Equites Property Fund, one of SA’s and the UK’s top logistics property developers, has been awarded with an improved credit ratings outlook, having excelled through the pandemic, weak South African economy and social unrest. Global Credit Ratings (GCR) affirmed Equites’ SA long and short term debt at AA- and A1+ respectively, but also boosted its outlook to positive, saying the group had impressed investors who expected Equites to expand its portfolio of possibly best-in-class logistics assets which would generate strong returns.
Head of corporate ratings at GCR, Eyal Shevel said Equites had spent nearly a decade establishing as a blue chip property fund on the JSE. Equites had cemented itself as one of the larger real estate investment trusts (Reits), with a market capitalisation of R14bn, which South Africans could invest in.
Equites listed in 2014 as a developer and owner of prime logistics properties in SA, starting with a portfolio worth about R1bn. It was formed by its CEO Andrea Taverna-Turisan and a group of other property entrepreneurs.
Equites’ portfolio growth has been impressive and for the financial year to end-2022, ot reported 33% growth in its portfolio value to R25.7bn with assets in SA and the UK.
Taverna-Turisan said Equites benefited from internal developments and acquisitions including vacant land. Shevel said Taverna-Turisan’s team’s ability to raise capital was very impressive and helped it to maintain a healthy credit rating. He said the ratings could be upgraded more if Equites increased the scale and diversity of its portfolio by bringing its development pipeline to fruition. Increasing its exposure to developed markets and also decreasing its net debt to operating income ratio and improving in interest coverage would also help. In SA, Equites’ development pipeline is worth about R2bn while the UK pipeline is worth about £1bn.
“Equites’ property portfolio performance remains very strong, underpinned by the robust demand for logistics properties, which account for 96% of income,” GCR said.

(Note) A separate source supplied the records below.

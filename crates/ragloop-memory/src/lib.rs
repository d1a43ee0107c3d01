//! Conversation history for ragloop: the bounded turn window, capture policy,
//! and transcript persistence.

pub mod error;
pub mod model;
pub mod policy;
pub mod transcript;
pub mod window;

/// Memory error type.
pub use error::MemoryError;
/// Turn model.
pub use model::{Role, Turn, TurnPair, estimate_tokens};
/// Capture policy applied before turns are stored.
pub use policy::HistoryCapturePolicy;
/// Transcript persistence interface and default file implementation.
pub use transcript::{FileTranscriptStore, TranscriptStore};
/// Bounded turn window.
pub use window::TurnStore;
//! Post-retrieval filtering of local passages.

use ragloop_protocol::RetrievedPassage;

/// Keep passages scoring at or above `threshold`, preserving input order.
///
/// Web passages pass through untouched. Local passages without a score are
/// dropped. Applying the filter twice yields the same result as applying it once.
pub fn filter_by_threshold(
    passages: Vec<RetrievedPassage>,
    threshold: f32,
) -> Vec<RetrievedPassage> {
    passages
        .into_iter()
        .filter(|passage| {
            passage.is_web()
                || passage
                    .similarity_score
                    .is_some_and(|score| score >= threshold)
        })
        .collect()
}

/// Cap local results at `top_k` in case the index returned more than asked.
pub(crate) fn cap_to_top_k(
    mut passages: Vec<RetrievedPassage>,
    top_k: usize,
) -> Vec<RetrievedPassage> {
    passages.truncate(top_k);
    passages
}
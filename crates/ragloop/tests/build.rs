//! Building an orchestrator from config.

use pretty_assertions::assert_eq;
use ragloop::config::RagloopConfig;
use ragloop::protocol::WebSearch;
use ragloop::{QueryOutcome, QueryOverrides, build_agent_from_config, init_logging};
use ragloop_test_utils::{StubIndex, StubSynthesizer, StubWebSearch, chunk, web_result};
use std::sync::Arc;
use tempfile::tempdir;

fn index() -> Arc<StubIndex> {
    Arc::new(StubIndex::new(vec![
        chunk("Ragloop bounds history.", "readme#1", 0.82),
        chunk("Noise.", "readme#7", 0.4),
    ]))
}

#[tokio::test]
async fn builds_agent_with_config_settings() {
    init_logging();
    let config = RagloopConfig::load_from_str(
        r#"{ agent: { similarity_threshold: 0.8, max_turns: 4, web_search_enabled: true } }"#,
    )
    .expect("config");
    let web = Arc::new(StubWebSearch::new(vec![web_result(
        "Docs",
        "https://docs",
        "More detail.",
    )]));
    let provider: Arc<dyn WebSearch> = web.clone();

    let agent = build_agent_from_config(
        &config,
        index(),
        Arc::new(StubSynthesizer::new("It keeps a window.")),
        Some(provider),
    )
    .await
    .expect("agent");

    assert_eq!(agent.config().max_turns, 4);
    let result = agent
        .query("What does ragloop do?", QueryOverrides::default())
        .await
        .expect("query");
    assert_eq!(result.metadata.outcome, QueryOutcome::Answered);
    assert_eq!(result.metadata.source_count, 2);
    assert_eq!(result.metadata.web_source_count, 1);
    assert_eq!(web.calls(), 1);
}

#[tokio::test]
async fn web_enabled_without_provider_fails_queries() {
    let config =
        RagloopConfig::load_from_str("{ agent: { web_search_enabled: true } }").expect("config");
    let agent = build_agent_from_config(
        &config,
        index(),
        Arc::new(StubSynthesizer::new("unused")),
        None,
    )
    .await
    .expect("agent");
    let err = agent
        .query("q", QueryOverrides::default())
        .await
        .unwrap_err();
    assert!(matches!(err, ragloop::QueryError::Configuration(_)));
}

#[tokio::test]
async fn persistent_history_survives_rebuild() {
    let temp = tempdir().expect("tempdir");
    let path = temp.path().join("history");
    let contents = format!(
        r#"{{ history: {{ persist: true, path: "{}", name: "demo" }} }}"#,
        path.display().to_string().replace('\\', "\\\\")
    );
    let config = RagloopConfig::load_from_str(&contents).expect("config");

    let first = build_agent_from_config(
        &config,
        index(),
        Arc::new(StubSynthesizer::new("A1")),
        None,
    )
    .await
    .expect("agent");
    first
        .query("Q1", QueryOverrides::default())
        .await
        .expect("query");
    assert!(path.join("demo.jsonl").exists());

    let second = build_agent_from_config(
        &config,
        index(),
        Arc::new(StubSynthesizer::new("A2")),
        None,
    )
    .await
    .expect("agent");
    let history: Vec<String> = second
        .get_history(None)
        .iter()
        .map(|turn| turn.content().to_string())
        .collect();
    assert_eq!(history, vec!["Q1", "A1"]);
}

#[tokio::test]
async fn default_capture_policy_redacts_secrets() {
    let config = RagloopConfig::default();
    let agent = build_agent_from_config(
        &config,
        index(),
        Arc::new(StubSynthesizer::new("Stored.")),
        None,
    )
    .await
    .expect("agent");
    let secret = "Zx9Qw3Er7Ty1Ui5Op2As8Df4Gh6Jk0L";
    agent
        .query(&format!("remember {secret}"), QueryOverrides::default())
        .await
        .expect("query");
    let stored = agent.get_history(None)[0].content().to_string();
    assert_eq!(stored, "remember [REDACTED]");
}
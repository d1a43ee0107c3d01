//! Bounded turn window with FIFO eviction by question/answer pair.

use crate::error::MemoryError;
use crate::model::{Turn, TurnPair};
use log::debug;
use std::collections::VecDeque;

/// Sliding window over the most recent `max_turns` question/answer pairs.
///
/// The window stores flat turns (user, assistant, user, assistant, ...), so its
/// length is always even and never exceeds `2 * max_turns`.
#[derive(Debug, Clone)]
pub struct TurnStore {
    pairs: VecDeque<TurnPair>,
    max_turns: usize,
}

impl TurnStore {
    /// Create an empty window holding at most `max_turns` pairs.
    pub fn new(max_turns: usize) -> Result<Self, MemoryError> {
        validate_capacity(max_turns)?;
        Ok(Self {
            pairs: VecDeque::with_capacity(max_turns.min(256)),
            max_turns,
        })
    }

    /// Append a user turn and an assistant turn, evicting the oldest pairs on overflow.
    pub fn append(&mut self, question: impl Into<String>, answer: impl Into<String>) {
        self.push_pair(TurnPair::new(question, answer));
    }

    /// Append an already-built pair.
    pub fn push_pair(&mut self, pair: TurnPair) {
        self.pairs.push_back(pair);
        let evicted = self.trim();
        if evicted > 0 {
            debug!(
                "evicted history pairs (evicted={}, retained={})",
                evicted,
                self.pairs.len()
            );
        }
    }

    /// Change capacity and trim immediately; returns the number of evicted pairs.
    pub fn set_max_turns(&mut self, max_turns: usize) -> Result<usize, MemoryError> {
        validate_capacity(max_turns)?;
        self.max_turns = max_turns;
        let evicted = self.trim();
        debug!(
            "history window resized (max_turns={}, evicted={}, retained={})",
            max_turns,
            evicted,
            self.pairs.len()
        );
        Ok(evicted)
    }

    /// Turns ordered oldest to newest; `limit` keeps only the most recent pairs.
    pub fn history(&self, limit: Option<usize>) -> Vec<Turn> {
        self.recent_pairs(limit)
            .flat_map(|pair| [pair.user.clone(), pair.assistant.clone()])
            .collect()
    }

    /// Pairs ordered oldest to newest; `limit` keeps only the most recent pairs.
    pub fn pairs(&self, limit: Option<usize>) -> Vec<TurnPair> {
        self.recent_pairs(limit).cloned().collect()
    }

    /// Replace the window contents with previously persisted pairs, then trim.
    pub fn restore(&mut self, pairs: impl IntoIterator<Item = TurnPair>) {
        self.pairs = pairs.into_iter().collect();
        self.trim();
    }

    /// Remove all turns. Safe to call on an empty window.
    pub fn clear(&mut self) {
        self.pairs.clear();
    }

    /// Number of stored turns (twice the number of pairs).
    pub fn len(&self) -> usize {
        self.pairs.len() * 2
    }

    /// Number of stored pairs.
    pub fn pair_count(&self) -> usize {
        self.pairs.len()
    }

    /// Whether the window holds no turns.
    pub fn is_empty(&self) -> bool {
        self.pairs.is_empty()
    }

    /// Configured pair capacity.
    pub fn max_turns(&self) -> usize {
        self.max_turns
    }

    /// Turn capacity (`2 * max_turns`).
    pub fn capacity(&self) -> usize {
        self.max_turns * 2
    }

    fn recent_pairs(&self, limit: Option<usize>) -> impl Iterator<Item = &TurnPair> {
        let keep = limit.unwrap_or(self.pairs.len()).min(self.pairs.len());
        self.pairs.iter().skip(self.pairs.len() - keep)
    }

    fn trim(&mut self) -> usize {
        let mut evicted = 0;
        while self.pairs.len() > self.max_turns {
            if self.pairs.pop_front().is_none() {
                break;
            }
            evicted += 1;
        }
        evicted
    }
}

fn validate_capacity(max_turns: usize) -> Result<(), MemoryError> {
    if max_turns == 0 {
        return Err(MemoryError::InvalidCapacity(max_turns));
    }
    Ok(())
}

#[cfg(test)]
mod tests {
    use super::TurnStore;
    use crate::MemoryError;
    use crate::model::Role;
    use pretty_assertions::assert_eq;

    fn contents(store: &TurnStore, limit: Option<usize>) -> Vec<String> {
        store
            .history(limit)
            .iter()
            .map(|turn| turn.content().to_string())
            .collect()
    }

    #[test]
    fn rejects_zero_capacity() {
        let err = TurnStore::new(0).unwrap_err();
        assert!(matches!(err, MemoryError::InvalidCapacity(0)));

        let mut store = TurnStore::new(2).expect("store");
        assert!(store.set_max_turns(0).is_err());
        assert_eq!(store.max_turns(), 2);
    }

    #[test]
    fn keeps_two_most_recent_pairs() {
        let mut store = TurnStore::new(2).expect("store");
        store.append("Q1", "A1");
        store.append("Q2", "A2");
        store.append("Q3", "A3");
        assert_eq!(contents(&store, None), vec!["Q2", "A2", "Q3", "A3"]);
        let roles: Vec<Role> = store.history(None).iter().map(|turn| turn.role()).collect();
        assert_eq!(
            roles,
            vec![Role::User, Role::Assistant, Role::User, Role::Assistant]
        );
    }

    #[test]
    fn length_never_exceeds_capacity() {
        let mut store = TurnStore::new(3).expect("store");
        for idx in 0..20 {
            store.append(format!("Q{idx}"), format!("A{idx}"));
            assert!(store.history(None).len() <= store.capacity());
            assert_eq!(store.len() % 2, 0);
        }
        assert_eq!(store.len(), 6);
    }

    #[test]
    fn eviction_removes_exactly_oldest_pair() {
        let mut store = TurnStore::new(3).expect("store");
        store.append("Q1", "A1");
        store.append("Q2", "A2");
        store.append("Q3", "A3");
        let before = contents(&store, None);
        store.append("Q4", "A4");
        let after = contents(&store, None);
        assert_eq!(after[0], before[2]);
        assert_eq!(after.len(), before.len());
        assert_eq!(&after[..4], &before[2..]);
    }

    #[test]
    fn shrinking_capacity_trims_immediately() {
        let mut store = TurnStore::new(10).expect("store");
        for idx in 1..=8 {
            store.append(format!("Q{idx}"), format!("A{idx}"));
        }
        let evicted = store.set_max_turns(3).expect("resize");
        assert_eq!(evicted, 5);
        assert_eq!(store.pair_count(), 3);
        assert_eq!(
            contents(&store, None),
            vec!["Q6", "A6", "Q7", "A7", "Q8", "A8"]
        );
    }

    #[test]
    fn growing_capacity_keeps_contents() {
        let mut store = TurnStore::new(1).expect("store");
        store.append("Q1", "A1");
        assert_eq!(store.set_max_turns(4).expect("resize"), 0);
        store.append("Q2", "A2");
        assert_eq!(contents(&store, None), vec!["Q1", "A1", "Q2", "A2"]);
    }

    #[test]
    fn limited_history_does_not_mutate() {
        let mut store = TurnStore::new(5).expect("store");
        store.append("Q1", "A1");
        store.append("Q2", "A2");
        store.append("Q3", "A3");
        assert_eq!(contents(&store, Some(1)), vec!["Q3", "A3"]);
        assert_eq!(contents(&store, Some(0)), Vec::<String>::new());
        assert_eq!(contents(&store, Some(99)).len(), 6);
        assert_eq!(store.len(), 6);
    }

    #[test]
    fn clear_is_idempotent() {
        let mut store = TurnStore::new(2).expect("store");
        store.append("Q1", "A1");
        store.clear();
        assert_eq!(store.is_empty(), true);
        store.clear();
        assert_eq!(store.len(), 0);
    }

    #[test]
    fn restore_trims_to_capacity() {
        let mut source = TurnStore::new(5).expect("store");
        for idx in 1..=4 {
            source.append(format!("Q{idx}"), format!("A{idx}"));
        }
        let mut store = TurnStore::new(2).expect("store");
        store.restore(source.pairs(None));
        assert_eq!(contents(&store, None), vec!["Q3", "A3", "Q4", "A4"]);
    }
}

The weighted average lease expiry profile across its portfolio was 13.7 years with an average escalation rate of 6.6% in SA and with less than 1% in vacancies. This showed that Equites was able to sign reliable large companies as tenants with lease terms anywhere from 10 to 20 years.
Equites would continue to enhance its portfolio especially in the UK, in partnership with a developer called Newlands.